Of these ICU patients, 110 required ventilators. 

Also on Friday, 18 pediatric patients ages 11 and under were hospitalized, with five in the ICU. Eleven children ages 12-18 were hospitalized, none of which were in the ICU.

On Monday, the hospitals saw over 900 COVID-positive patients.

“A thousand patients in our hospitals is still huge and it creates a lot of work for the health care systems and we’re not able to offer all of the other health care that we would optimally be able to provide for all of our patients, so we still need to relieve the health care systems and give a break to our health care professionals,” Garza said during Tuesday’s press briefing. 

Of those hospitalized on Friday, task force data shows 58 percent were unvaccinated. 

Wagner equated the vaccine to a “death preventative” in a recent county board meeting, stating the vaccine may not necessarily prevent individuals from getting sick in the first place but will prevent serious illness or death. 
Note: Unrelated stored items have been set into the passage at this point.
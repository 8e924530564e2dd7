//! Invoice

use jiff::civil::DateTime;

use crate::{catalog::Rupees, payment::PaymentStatus, pricing::PricedLine, seller::SellerIdentity};

/// A single-line bill ready to be rendered.
#[derive(Debug, Clone, PartialEq)]
pub struct Invoice {
    /// Wall-clock time the bill was produced
    generated_at: DateTime,

    /// The one priced line on the bill
    line: PricedLine,

    /// Whether the customer has paid
    payment_status: PaymentStatus,

    /// Who issued the bill
    seller: SellerIdentity,
}

impl Invoice {
    /// Create a new invoice with the given details.
    pub fn new(
        generated_at: DateTime,
        line: PricedLine,
        payment_status: PaymentStatus,
        seller: SellerIdentity,
    ) -> Self {
        Self {
            generated_at,
            line,
            payment_status,
            seller,
        }
    }

    /// Wall-clock time the bill was produced.
    pub fn generated_at(&self) -> DateTime {
        self.generated_at
    }

    /// The priced line.
    pub fn line(&self) -> &PricedLine {
        &self.line
    }

    /// Payment status.
    pub fn payment_status(&self) -> PaymentStatus {
        self.payment_status
    }

    /// Seller printed in the header.
    pub fn seller(&self) -> &SellerIdentity {
        &self.seller
    }

    /// Amount due on the bill; the total equals the single line's amount.
    pub fn total(&self) -> Rupees {
        self.line.amount()
    }

    /// Date as printed in the header, e.g. `14-03-2025`.
    pub fn date_label(&self) -> String {
        self.generated_at.strftime("%d-%m-%Y").to_string()
    }

    /// Time stamp as printed in the footer, e.g. `14-03-2025 09:30`.
    pub fn generated_label(&self) -> String {
        self.generated_at.strftime("%d-%m-%Y %H:%M").to_string()
    }
}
He noted of Monroe County residents who recently died of COVID, the majority were unvaccinated. Of those who were vaccinated and still died, they had underlying medical conditions or other risk factors such as being elderly. 

On Monday, the Moderna COVID-19 vaccine received full FDA approval. It joined Pfizer’s adult COVID-19 vaccine, which was given full FDA approval in August, in this status. 

Pfizer has also requested to use its vaccine in kids ages 6 months to 5 years. 

Illinois Department of Public Health data from Tuesday showed 59.87 percent (20,557 residents) of Monroe County’s eligible population has been fully vaccinated (two doses of Moderna or Pfizer, or one shot of Johnson & Johnson) and the county has seen 10,233 booster doses be administered. 

The local health department is hosting a Pfizer (ages 12+) and Moderna (ages 18+) clinic for individuals Tuesday, Feb. 8, from 8:15 a.m. to 4 p.m. by appointment only. 

A similar clinic takes place Thursday, Feb. 10, with appointments available from 8:15-11:30 a.m. and 1:15-4 p.m. 

On Wed, Feb. 9, they will host a pediatric Pfizer drive-up clinic (ages 5-11) with appointments running from 2-4 p.m.

Call or text 618-612-6404 or 618-340-4819 to make an appointment.

The latest task force briefing also discussed the new BA.2 subvariant. It is considered a COVID subvariant because it is a mutation from the commonly seen Omicron variant, task force co-leader Dr. Clay Dunagan explained. 

So far, the variant has cropped up in Asia, Africa and Europe. 

“In most ways it seems to be similar to Omicron,” Dunagan said. “It is, however, appearing to be a bit more transmissible and in some countries it’s starting to replace the original Omicron variant as the largest variant. That said, it’s also not causing huge surges in most countries but it may delay the coming off our current surge, so we may see rates bump up a little bit as it starts to spread in the U.S.” 

He continued to explain that it does not seem BA.2 causes more severe illness than Omicron, and it seems receptive to vaccine immunity. 

Dunagan later touched on a masking study that followed over 6,000 childcare workers across the country. 

“It was found that masking significantly reduced the number of times those childcare programs needed to be closed. I think it shows pretty conclusively that masking is associated with fewer child program closures and more in-person education,” Dunagan said. “I know all of us want to keep our kids in settings where they can learn, and masks have proven time and time again that they’ll help us do that during the pandemic. We know there’s a lot of counter-information circulating about masks not working, and those really aren’t based on very firm science. The vast majority of really well-done studies are continuing to show that masks do help even in these settings.”